# Glossary

This website uses publicly available data sources and applies transformations and subject matter expertise in order to transform them into useful information.

## Basic Reproduction Number

The basic reproduction numbers ($$R_0$$) is defined as the average number of secondary cases caused by a single infection in a fully susceptible population . The important point here is that the population must be fully susceptible. We often estimate the $$R_0$$ using serology studies and can observe it indirectly when a new disease enters a population that have never seen said disease.

## Endemic

A disease or infection is said to be endemic if a level of infection is constantly maintained or at a steady state. For instance, the common cold could said to be endemic because a constant level of disease in the community.

## Force of Infection

The force of infection is the rate at which susceptible people (no previous contact with the infection and can be infected) are infected.

## Generation Time

The average time or distribution between two acquired cases. This includes the latent phase when the person may or may not be symptomatic and the period in which the person is infectious .

# Herd Immunity

Herd Immunity is the threshold by which the incidence of new cases will drop and is related to the number of available susceptible hosts and those who have acquired immunity through vaccination or natural infection. The herd immunity threshold is the target for vaccination campaigns which seek to achieve herd immunity through vaccination rather than natural infection. Herd immunity is roughly calculated using the Basic Reproduction Number, $$R_0$$.

$1-\frac{1}{R_0}$

So for example, the measles, which has an $$R_0$$ of about 16 would require that nearly 94% of the population would need immunity through vaccination or natural infection. This is a rough approximation for the herd immunity threshold because there are many factors that contribute to this calculation. For instance is has been shown that spatial heterogeneous can have an influence on the herd immunity threshold . Additionally, not all persons are candidates for vaccination (especially the very young and very old).
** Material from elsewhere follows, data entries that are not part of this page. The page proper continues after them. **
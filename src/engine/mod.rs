//! Tick-bounded execution of light requests.
//!
//! The engine owns three priority queues, one per stage. Work either runs
//! inline on the caller's thread (when the policy and the tick budget allow
//! it) or waits in a queue until [`LightEngine::run_tick`] drains it under a
//! time and request budget. Whatever does not fit in one tick stays queued for
//! the next; nothing is dropped.

mod budget;
mod queue;
mod stages;

pub use budget::{PenaltyClock, TickBudget};
pub use queue::{DrainStats, DrainStop, RequestQueue};

use std::sync::Arc;
use std::time::{Duration, Instant};

use log::info;

use crate::code::ResultCode;
use crate::config::EngineConfig;
use crate::handler::Handler;
use crate::light::{BlockPos, LightFlags, LightLevel, WorldId};
use crate::observer::ChunkObserver;
use crate::policy::{resolve, EditPolicy, RelightPolicy, SendPolicy};
use crate::request::{Callback, Request};
use crate::service::BackgroundService;

/// Number of requests waiting in each queue.
#[derive(Debug, Clone, Copy, PartialEq, Eq, Default)]
pub struct PendingCounts {
    /// Waiting for their raw value to be written.
    pub edit: usize,
    /// Waiting for recalculation.
    pub recalculate: usize,
    /// Waiting to be handed to the observer.
    pub send: usize,
}

impl PendingCounts {
    /// Sum over all queues.
    #[must_use]
    pub const fn total(&self) -> usize {
        self.edit + self.recalculate + self.send
    }
}

/// What one [`LightEngine::run_tick`] did to each queue.
#[derive(Debug, Clone, Copy, PartialEq, Eq)]
pub struct TickReport {
    /// Edit queue drain.
    pub edit: DrainStats,
    /// Recalculate queue drain.
    pub recalculate: DrainStats,
    /// Send queue drain.
    pub send: DrainStats,
}

impl TickReport {
    /// Requests processed across all queues.
    #[must_use]
    pub const fn processed(&self) -> usize {
        self.edit.processed + self.recalculate.processed + self.send.processed
    }
}

/// The three-stage request scheduler.
pub struct LightEngine {
    handler: Arc<dyn Handler>,
    service: Arc<dyn BackgroundService>,
    observer: Arc<ChunkObserver>,
    relight_policy: RelightPolicy,
    budget: TickBudget,
    penalty: PenaltyClock,
    edits: RequestQueue,
    recalculations: RequestQueue,
    sends: RequestQueue,
}

impl LightEngine {
    /// Creates an engine with empty queues.
    #[must_use]
    pub fn new(
        config: &EngineConfig,
        handler: Arc<dyn Handler>,
        service: Arc<dyn BackgroundService>,
        observer: Arc<ChunkObserver>,
    ) -> Self {
        Self {
            handler,
            service,
            observer,
            relight_policy: config.relight_policy,
            budget: config.budget(),
            penalty: PenaltyClock::new(config.host_tick_ms),
            edits: RequestQueue::new("edit"),
            recalculations: RequestQueue::new("recalculate"),
            sends: RequestQueue::new("send"),
        }
    }

    /// Handler every stage delegates to.
    #[must_use]
    pub fn handler(&self) -> &Arc<dyn Handler> {
        &self.handler
    }

    /// Observer that receives combined sends.
    #[must_use]
    pub fn observer(&self) -> &Arc<ChunkObserver> {
        &self.observer
    }

    /// Engine-wide relight policy.
    #[must_use]
    pub const fn relight_policy(&self) -> RelightPolicy {
        self.relight_policy
    }

    /// Per-queue drain budget.
    #[must_use]
    pub const fn budget(&self) -> TickBudget {
        self.budget
    }

    /// Time still owed for past synchronous executions.
    #[must_use]
    pub fn penalty_debt(&self) -> Duration {
        self.penalty.debt()
    }

    /// Returns true unless the observer is mid-flush.
    #[must_use]
    pub fn can_execute(&self) -> bool {
        !self.observer.is_busy()
    }

    /// Returns true if a request may run inline right now.
    #[must_use]
    pub fn can_run_sync_now(&self) -> bool {
        self.service.can_execute_sync(self.budget.max_time)
            && self.penalty.allows(self.budget.max_time)
            && self.can_execute()
    }

    /// Schedules a light change at `pos`.
    ///
    /// Returns [`ResultCode::Success`] when the edit ran inline and
    /// [`ResultCode::MovedToDeferred`] when it was queued. Per-stage outcomes
    /// go to `callback`.
    #[allow(clippy::too_many_arguments)]
    pub fn set_light_level(
        &self,
        world: WorldId,
        pos: BlockPos,
        level: LightLevel,
        kinds: LightFlags,
        edit: EditPolicy,
        send: SendPolicy,
        callback: Option<Callback>,
    ) -> ResultCode {
        if !self.handler.is_world_available(world) {
            return ResultCode::WorldNotAvailable;
        }
        if let Some(code) = self.check_kinds(world, kinds) {
            return code;
        }

        let old_level = self.handler.get_raw_value(world, pos, kinds);
        let sync = self.can_run_sync_now();
        let resolution = resolve(edit, send, self.relight_policy, sync);
        let request = Request::resolved(resolution, world, pos, old_level, level, kinds, callback);

        match edit {
            EditPolicy::ForceImmediate => {
                self.run_inline(request);
                ResultCode::Success
            }
            EditPolicy::Immediate if sync => {
                self.run_inline(request);
                ResultCode::Success
            }
            EditPolicy::Immediate | EditPolicy::Deferred => {
                self.notify_change_light_level(request);
                ResultCode::MovedToDeferred
            }
        }
    }

    fn check_kinds(&self, world: WorldId, kinds: LightFlags) -> Option<ResultCode> {
        if kinds.is_empty() {
            return Some(ResultCode::Failed);
        }
        if kinds.contains(LightFlags::SKY) && !self.handler.is_value_kind_supported(world, LightFlags::SKY) {
            return Some(ResultCode::SkyDataNotAvailable);
        }
        if kinds.contains(LightFlags::BLOCK) && !self.handler.is_value_kind_supported(world, LightFlags::BLOCK) {
            return Some(ResultCode::BlockDataNotAvailable);
        }
        None
    }

    fn run_inline(&self, request: Request) {
        let started = Instant::now();
        self.handle_edit(request);
        self.penalty.charge(started.elapsed());
    }

    /// Reads a light value, or `None` if the world is unavailable.
    #[must_use]
    pub fn get_light_level(&self, world: WorldId, pos: BlockPos, kinds: LightFlags) -> Option<LightLevel> {
        self.handler
            .is_world_available(world)
            .then(|| self.handler.get_raw_value(world, pos, kinds))
    }

    /// Writes a raw value immediately, without recalculating or sending.
    pub fn set_raw_light_level(&self, world: WorldId, pos: BlockPos, level: LightLevel, kinds: LightFlags) -> ResultCode {
        if !self.handler.is_world_available(world) {
            return ResultCode::WorldNotAvailable;
        }
        self.handler.set_raw_value(world, pos, level, kinds)
    }

    /// Recalculates lighting around `pos` immediately.
    pub fn recalculate_lighting(&self, world: WorldId, pos: BlockPos, kinds: LightFlags) -> ResultCode {
        if !self.handler.is_world_available(world) {
            return ResultCode::WorldNotAvailable;
        }
        self.handler.recalculate(world, pos, kinds)
    }

    /// Queues a request for the edit stage.
    pub fn notify_change_light_level(&self, request: Request) -> ResultCode {
        self.edits.push(request);
        ResultCode::Success
    }

    /// Queues a request for the recalculate stage.
    pub fn notify_recalculate(&self, request: Request) -> ResultCode {
        self.recalculations.push(request);
        ResultCode::Success
    }

    /// Queues a request for the send stage.
    pub fn notify_send(&self, request: Request) -> ResultCode {
        self.sends.push(request);
        ResultCode::Success
    }

    /// Drains each queue once within the tick budget.
    pub fn run_tick(&self) -> TickReport {
        let gate = || self.can_execute();
        let edit = self.edits.drain(&self.budget, gate, |r| self.handle_edit(r));
        let recalculate = self
            .recalculations
            .drain(&self.budget, gate, |r| self.handle_recalculate(r));
        let send = self.sends.drain(&self.budget, gate, |r| self.handle_send(r));
        TickReport {
            edit,
            recalculate,
            send,
        }
    }

    /// Pays back one host tick of synchronous-execution debt.
    pub fn on_host_tick(&self) {
        self.penalty.decay();
    }

    /// Requests waiting in each queue.
    #[must_use]
    pub fn pending(&self) -> PendingCounts {
        PendingCounts {
            edit: self.edits.len(),
            recalculate: self.recalculations.len(),
            send: self.sends.len(),
        }
    }

    /// Runs every queued request to completion, ignoring budgets.
    pub fn shutdown(&self) -> usize {
        let edit = self.edits.drain_all(|r| self.handle_edit(r));
        let recalculate = self.recalculations.drain_all(|r| self.handle_recalculate(r));
        let send = self.sends.drain_all(|r| self.handle_send(r));
        let total = edit + recalculate + send;
        info!("light engine shut down: drained {edit} edits, {recalculate} recalculations, {send} sends");
        total
    }
}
## Non-Pharmaceutical Interventions

Non-Pharmaceutical Interventions (NPIs) are interventions to slow or stop the spread of disease that do not include the use of drugs (most commonly vaccination). NPIs can include social and economic lockdown, restricting travel, physical distancing, wearing of personal protective equipment, and other social policies that reduce contact between persons . The primary purpose of these interventions is to slow the spread of disease by reducing the contact rate between persons .1 The aim of these policies is to reduce the spread of the disease such that the infection does not overwhelm the health care system and other interventions such as testing, tracing, isolating and supporting can be more effective .

## Reproduction Number

The reproduction number, $$R$$ or $$R(t)$$, is the average number of secondary cases caused a single infection. The important distinguishing factor between $$R_0$$ and $$R(t)$$ is that the population is not full susceptible and that there can be a time and behavioral impact. For instance, by practicing physical distancing or good hygiene we can lower the reproduction number, $$R$$, but the basic reproduction will remain unchanged.

## Serial Interval

The average time between two reported cases. This measure is what is more likely observed and reported than generation time. The Serial Interval is subject to testing delay and in the case of high asymptomatic transmission can actually be negative (e.g. a secondary case can test positive before the identified index case who may have communicated the disease without having symptoms).

## Serology

Serology or antibody tests look for the presence of specific proteins called antibodies in the blood. The presence of SARS-CoV-2 IgM and IgG in a person’s blood indicate that they had a previous SARS-CoV-2 infection regardless of if they had symptoms. Serology tests cannot tell us when someone had an infection only if they had an infection at some point. Serology tests are useful for understand the Basic Reproduction Number, $$R_0$$ of a virus as well as the force of infection. This is because serology tests capture the portion of the population who may have been asymptomatic or had mild symptoms and were not tested for SARS-CoV-2.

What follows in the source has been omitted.